Work task: Scan the material below for lines with the word "RunOutput" and reply with how many there are, nothing else.

[Data for processing Boundary: Start]

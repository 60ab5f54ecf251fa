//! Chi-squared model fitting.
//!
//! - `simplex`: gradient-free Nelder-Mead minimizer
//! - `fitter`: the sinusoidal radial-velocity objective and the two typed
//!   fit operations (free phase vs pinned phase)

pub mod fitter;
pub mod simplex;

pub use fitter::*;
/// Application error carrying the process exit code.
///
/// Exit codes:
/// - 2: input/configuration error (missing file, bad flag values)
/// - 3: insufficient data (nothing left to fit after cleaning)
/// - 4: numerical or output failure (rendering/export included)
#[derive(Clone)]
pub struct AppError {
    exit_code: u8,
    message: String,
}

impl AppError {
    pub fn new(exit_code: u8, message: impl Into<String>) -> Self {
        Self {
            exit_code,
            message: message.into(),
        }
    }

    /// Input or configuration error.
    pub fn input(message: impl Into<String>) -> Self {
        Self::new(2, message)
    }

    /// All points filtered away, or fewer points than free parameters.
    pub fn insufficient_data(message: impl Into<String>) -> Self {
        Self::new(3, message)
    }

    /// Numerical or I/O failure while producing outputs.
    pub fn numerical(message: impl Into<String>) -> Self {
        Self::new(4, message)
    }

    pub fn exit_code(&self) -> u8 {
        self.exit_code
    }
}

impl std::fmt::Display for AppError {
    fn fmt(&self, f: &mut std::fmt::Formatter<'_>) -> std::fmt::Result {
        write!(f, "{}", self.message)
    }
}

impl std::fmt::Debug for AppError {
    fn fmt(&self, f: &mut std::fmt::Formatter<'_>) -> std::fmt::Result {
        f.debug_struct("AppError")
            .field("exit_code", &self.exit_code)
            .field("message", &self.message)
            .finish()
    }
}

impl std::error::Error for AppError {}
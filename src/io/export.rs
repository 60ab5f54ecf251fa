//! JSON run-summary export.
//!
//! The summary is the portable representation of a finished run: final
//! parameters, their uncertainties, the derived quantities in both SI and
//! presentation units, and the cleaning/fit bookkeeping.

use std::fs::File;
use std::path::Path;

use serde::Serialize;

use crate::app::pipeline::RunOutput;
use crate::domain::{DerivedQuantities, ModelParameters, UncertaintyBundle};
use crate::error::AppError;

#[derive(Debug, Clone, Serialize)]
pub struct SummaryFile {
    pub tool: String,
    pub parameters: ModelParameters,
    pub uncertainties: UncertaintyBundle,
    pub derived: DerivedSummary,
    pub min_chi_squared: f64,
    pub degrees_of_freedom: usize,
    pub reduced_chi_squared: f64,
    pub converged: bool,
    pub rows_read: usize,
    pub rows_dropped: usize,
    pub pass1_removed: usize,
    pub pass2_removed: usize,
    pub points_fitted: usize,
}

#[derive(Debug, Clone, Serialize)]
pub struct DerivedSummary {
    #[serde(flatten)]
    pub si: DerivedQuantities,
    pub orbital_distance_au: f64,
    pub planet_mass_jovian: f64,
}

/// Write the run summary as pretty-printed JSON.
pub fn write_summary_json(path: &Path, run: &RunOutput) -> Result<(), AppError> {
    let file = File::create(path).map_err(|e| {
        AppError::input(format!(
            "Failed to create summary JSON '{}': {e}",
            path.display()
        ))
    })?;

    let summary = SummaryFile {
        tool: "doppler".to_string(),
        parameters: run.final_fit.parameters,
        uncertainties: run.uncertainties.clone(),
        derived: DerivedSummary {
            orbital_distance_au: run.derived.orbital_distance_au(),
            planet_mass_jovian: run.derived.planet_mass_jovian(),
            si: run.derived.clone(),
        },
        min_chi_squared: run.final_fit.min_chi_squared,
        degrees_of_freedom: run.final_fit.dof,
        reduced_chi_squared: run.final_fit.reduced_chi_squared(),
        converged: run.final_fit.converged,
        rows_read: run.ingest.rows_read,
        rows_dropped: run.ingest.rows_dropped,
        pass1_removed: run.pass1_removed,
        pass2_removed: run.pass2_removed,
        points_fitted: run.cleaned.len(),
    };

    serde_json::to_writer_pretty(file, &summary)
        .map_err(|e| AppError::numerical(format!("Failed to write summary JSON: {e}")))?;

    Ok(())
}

[Data for processing Boundary: End]
[Data for processing Boundary: Start]

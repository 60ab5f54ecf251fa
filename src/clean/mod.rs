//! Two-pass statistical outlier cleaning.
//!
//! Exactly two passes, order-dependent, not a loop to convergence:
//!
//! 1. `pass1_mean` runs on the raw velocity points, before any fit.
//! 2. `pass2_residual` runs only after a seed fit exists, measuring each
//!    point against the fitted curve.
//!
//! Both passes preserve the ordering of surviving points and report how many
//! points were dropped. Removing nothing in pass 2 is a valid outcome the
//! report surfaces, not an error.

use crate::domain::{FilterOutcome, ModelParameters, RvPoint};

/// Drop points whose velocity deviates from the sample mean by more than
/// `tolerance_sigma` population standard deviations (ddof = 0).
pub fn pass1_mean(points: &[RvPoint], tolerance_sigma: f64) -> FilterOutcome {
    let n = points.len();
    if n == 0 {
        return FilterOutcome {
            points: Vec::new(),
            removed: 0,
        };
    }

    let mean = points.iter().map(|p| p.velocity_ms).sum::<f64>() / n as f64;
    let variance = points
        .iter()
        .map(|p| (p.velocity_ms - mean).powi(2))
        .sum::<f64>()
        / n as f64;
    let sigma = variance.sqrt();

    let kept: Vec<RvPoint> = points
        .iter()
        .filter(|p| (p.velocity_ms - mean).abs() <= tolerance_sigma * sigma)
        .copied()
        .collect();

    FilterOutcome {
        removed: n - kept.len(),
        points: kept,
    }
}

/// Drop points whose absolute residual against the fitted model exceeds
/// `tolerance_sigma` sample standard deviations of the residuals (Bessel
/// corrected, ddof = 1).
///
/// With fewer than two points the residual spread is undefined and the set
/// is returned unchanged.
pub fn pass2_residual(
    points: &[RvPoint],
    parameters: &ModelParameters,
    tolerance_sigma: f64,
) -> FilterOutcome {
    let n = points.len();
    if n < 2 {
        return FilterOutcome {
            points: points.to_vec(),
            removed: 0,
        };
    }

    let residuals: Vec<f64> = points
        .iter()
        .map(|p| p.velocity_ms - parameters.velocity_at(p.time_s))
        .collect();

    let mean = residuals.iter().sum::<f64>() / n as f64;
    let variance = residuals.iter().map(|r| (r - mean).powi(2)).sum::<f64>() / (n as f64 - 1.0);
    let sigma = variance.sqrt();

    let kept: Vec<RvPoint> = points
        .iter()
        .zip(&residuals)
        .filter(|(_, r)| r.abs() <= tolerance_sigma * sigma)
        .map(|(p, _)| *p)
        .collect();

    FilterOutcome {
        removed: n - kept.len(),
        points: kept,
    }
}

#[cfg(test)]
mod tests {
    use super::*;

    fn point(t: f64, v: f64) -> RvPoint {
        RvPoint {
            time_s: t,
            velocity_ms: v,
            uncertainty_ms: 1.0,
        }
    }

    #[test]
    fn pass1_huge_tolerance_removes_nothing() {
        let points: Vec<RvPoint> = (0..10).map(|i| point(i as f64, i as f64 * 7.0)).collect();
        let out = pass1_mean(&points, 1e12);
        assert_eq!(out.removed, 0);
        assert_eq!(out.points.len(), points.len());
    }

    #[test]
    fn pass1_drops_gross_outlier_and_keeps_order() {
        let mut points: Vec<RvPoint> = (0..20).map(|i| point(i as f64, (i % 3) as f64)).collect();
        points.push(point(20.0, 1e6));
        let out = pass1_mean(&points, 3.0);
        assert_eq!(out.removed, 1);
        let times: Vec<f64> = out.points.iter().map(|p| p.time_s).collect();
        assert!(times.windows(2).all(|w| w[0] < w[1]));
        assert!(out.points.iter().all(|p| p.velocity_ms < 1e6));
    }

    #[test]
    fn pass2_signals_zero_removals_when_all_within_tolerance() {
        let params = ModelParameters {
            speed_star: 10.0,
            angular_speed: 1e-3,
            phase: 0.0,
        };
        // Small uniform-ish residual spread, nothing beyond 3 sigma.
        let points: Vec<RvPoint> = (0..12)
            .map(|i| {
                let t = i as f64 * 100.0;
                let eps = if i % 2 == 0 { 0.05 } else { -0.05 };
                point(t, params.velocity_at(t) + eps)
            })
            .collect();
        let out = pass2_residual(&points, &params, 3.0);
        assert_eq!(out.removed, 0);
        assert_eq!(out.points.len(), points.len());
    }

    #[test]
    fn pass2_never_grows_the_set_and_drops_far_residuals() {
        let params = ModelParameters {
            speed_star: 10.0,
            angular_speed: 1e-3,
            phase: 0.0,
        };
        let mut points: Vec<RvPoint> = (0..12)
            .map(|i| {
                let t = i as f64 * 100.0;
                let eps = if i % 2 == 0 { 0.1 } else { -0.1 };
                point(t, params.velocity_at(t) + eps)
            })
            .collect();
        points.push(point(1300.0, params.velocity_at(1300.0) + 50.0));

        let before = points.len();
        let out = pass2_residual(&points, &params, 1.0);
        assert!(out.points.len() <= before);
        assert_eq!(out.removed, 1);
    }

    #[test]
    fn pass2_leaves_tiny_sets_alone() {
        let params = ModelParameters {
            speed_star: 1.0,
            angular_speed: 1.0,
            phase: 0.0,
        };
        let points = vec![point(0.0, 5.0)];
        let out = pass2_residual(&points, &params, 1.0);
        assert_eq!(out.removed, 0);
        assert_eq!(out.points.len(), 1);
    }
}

[Data for processing Boundary: End]

Answer space: 2